La reforma laboral de Rajoy desconoce tan elementales principios. Introduce el despido sin causa justificada, permite al empleador bajar unilateralmente los salarios y cambiar las condiciones esenciales de trabajo alegando motivos económicos vinculados a la producción; y, por si no fuera suficiente, también le indica el camino a seguir para "descolgarse" con comodidad del convenio colectivo.

Cuando el empleo es un bien muy escaso, los contratos de adhesión encubren formas modernas de esclavitud. Te doy de comer, luego calla. La dignidad en el trabajo no es posible sin el reconocimiento de los principios de libertad en la contratación y de diálogo y negociación de las circunstancias sobrevenidas. La reforma sustituye la libertad en el trabajo por la vieja y peligrosa idea del trabajo como presupuesto para la libertad.

Con el nuevo marco legal el empresario puede modificar unilateralmente las condiciones esenciales del contrato, incluido el salario, de suerte que al trabajador solo le queda o bien pedir su extinción y cobrar una indemnización que la reforma notoriamente reduce; o bien acudir al juez —opción que se convierte en una carga muy gravosa al suprimirse los salarios de tramitación para el despido objetivo—; o, por último, resistir en la humillación, consciente de que en un contexto de grave desempleo la dignidad no da de comer a la familia. La ley no solo desampara al trabajador sino que espera de él que se comporte como un héroe.

En una economía abierta los convenios colectivos evitan la competencia a la baja en las condiciones de trabajo y, por tanto, el abaratamiento especulativo de los derechos de los trabajadores. Sin negociación colectiva, la igualdad y la seguridad en el trabajo serían una quimera. Nuestros constituyentes lo sabían y, por eso, lo garantizaron. A pesar de todo ello, la reforma autoriza al empresario a "descolgarse" del convenio en materias fundamentales para los trabajadores (rendimiento, cuantía salarial, jornada, horarios…) sin contar con su consentimiento.

Un último ejemplo: si la relación de trabajo tiene por límite la dignidad, ninguna ley debe situar a un trabajador ante el dilema de tener que elegir entre poner en peligro su salud o arriesgar su empleo. La reciente reforma laboral así lo hace, al considerar causa de despido dos bajas justificadas por enfermedad que sumen nueve días en dos meses.

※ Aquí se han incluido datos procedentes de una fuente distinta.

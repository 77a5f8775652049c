// SPDX-License-Identifier: MIT
// Copyright 2026 Roland Dreier <roland@rolandd.dev>

//! Shared helpers for date/time formatting.

use chrono::{DateTime, Datelike, Months, NaiveDate, SecondsFormat, Utc};

use crate::models::DateRange;

/// Format a UTC timestamp as RFC3339 using a `Z` suffix.
pub fn format_utc_rfc3339(date: DateTime<Utc>) -> String {
    date.to_rfc3339_opts(SecondsFormat::Secs, true)
}

/// Format a calendar date the way `scan_date` is stored (YYYY-MM-DD).
pub fn format_scan_date(date: NaiveDate) -> String {
    date.format("%Y-%m-%d").to_string()
}

/// Parse a stored `scan_date`.
pub fn parse_scan_date(raw: &str) -> Option<NaiveDate> {
    NaiveDate::parse_from_str(raw, "%Y-%m-%d").ok()
}

/// First day of the month containing `date`.
pub fn month_start(date: NaiveDate) -> NaiveDate {
    date.with_day(1).unwrap_or(date)
}

/// Parse a `YYYY-MM` month key into the first day of that month.
pub fn parse_month(raw: &str) -> Option<NaiveDate> {
    NaiveDate::parse_from_str(&format!("{}-01", raw.trim()), "%Y-%m-%d").ok()
}

/// Format the month containing `date` as `YYYY-MM`.
pub fn format_month(date: NaiveDate) -> String {
    date.format("%Y-%m").to_string()
}

/// Move a month start forward or backward by `delta` months.
pub fn shift_month(month: NaiveDate, delta: i32) -> Option<NaiveDate> {
    let start = month_start(month);
    let months = Months::new(delta.unsigned_abs());
    if delta >= 0 {
        start.checked_add_months(months)
    } else {
        start.checked_sub_months(months)
    }
}

/// Inclusive date range covering the whole month containing `date`.
pub fn month_range(date: NaiveDate) -> DateRange {
    let start = month_start(date);
    let end = start
        .checked_add_months(Months::new(1))
        .and_then(|next| next.pred_opt())
        .unwrap_or(start);
    DateRange { start, end }
}
// SPDX-License-Identifier: MIT
// Copyright 2026 Roland Dreier <roland@rolandd.dev>

//! Local input checks that run before any call to an external provider.

use validator::Validate;

/// Minimum password length accepted on sign-up and password change.
pub const MIN_PASSWORD_LEN: usize = 6;

/// Input rejected locally; never propagated to a provider.
#[derive(Debug, Clone, PartialEq, Eq, thiserror::Error)]
pub enum ValidationError {
    #[error("Serial number must not be empty")]
    EmptySerial,

    #[error("Email must not be empty")]
    EmptyEmail,

    #[error("Email address is not valid")]
    InvalidEmail,

    #[error("Password must not be empty")]
    EmptyPassword,

    #[error("Passwords do not match")]
    PasswordMismatch,

    #[error("Password must be at least {MIN_PASSWORD_LEN} characters")]
    PasswordTooShort,
}

#[derive(Validate)]
struct EmailAddress {
    #[validate(email)]
    value: String,
}

/// Trim a raw serial number, rejecting empty or whitespace-only input.
pub fn normalize_serial(raw: &str) -> Result<String, ValidationError> {
    let trimmed = raw.trim();
    if trimmed.is_empty() {
        return Err(ValidationError::EmptySerial);
    }
    Ok(trimmed.to_string())
}

/// Trim and check an email address.
pub fn normalize_email(raw: &str) -> Result<String, ValidationError> {
    let trimmed = raw.trim();
    if trimmed.is_empty() {
        return Err(ValidationError::EmptyEmail);
    }
    let address = EmailAddress {
        value: trimmed.to_string(),
    };
    address
        .validate()
        .map_err(|_| ValidationError::InvalidEmail)?;
    Ok(trimmed.to_string())
}

/// Check sign-in credentials. Password strength is the provider's concern here.
pub fn validate_sign_in(email: &str, password: &str) -> Result<String, ValidationError> {
    let email = normalize_email(email)?;
    if password.is_empty() {
        return Err(ValidationError::EmptyPassword);
    }
    Ok(email)
}

/// Check a new password against its confirmation.
///
/// Mismatch is reported before length, matching what users see on the
/// registration and profile forms.
pub fn validate_new_password(password: &str, confirm: &str) -> Result<(), ValidationError> {
    if password != confirm {
        return Err(ValidationError::PasswordMismatch);
    }
    if password.chars().count() < MIN_PASSWORD_LEN {
        return Err(ValidationError::PasswordTooShort);
    }
    Ok(())
}

/// Check a sign-up form.
pub fn validate_sign_up(
    email: &str,
    password: &str,
    confirm: &str,
) -> Result<String, ValidationError> {
    let email = normalize_email(email)?;
    validate_new_password(password, confirm)?;
    Ok(email)
}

La derecha española sostiene que medidas tan regresivas son imprescindibles para hacer frente a la dramática situación de nuestro mercado de trabajo. Por su parte, las autoridades económicas europeas ven oportuna la reforma a sabiendas de que su fin último es abaratar los salarios, lo que —en su liberal criterio— es imprescindible para que España evolucione en la línea más conveniente para solventar los problemas vinculados a la deuda soberana que padecen los países de la zona euro.

¿Se imaginan un Gobierno que derogase mediante decreto ley las normas que impiden la usura y los préstamos abusivos, porque concurre una circunstancia económica excepcional que obliga a favorecer el consumo y potenciar la libertad de contratación en el mercado del crédito?

Reformar no es adecuar la ley a una realidad económica socialmente injusta. Reformar es reaccionar frente a la injusticia. Franklin D. Roosevelt lo sabía.

**Francisco Caamaño** es catedrático de Derecho Constitucional y diputado del Grupo Parlamentario Socialista.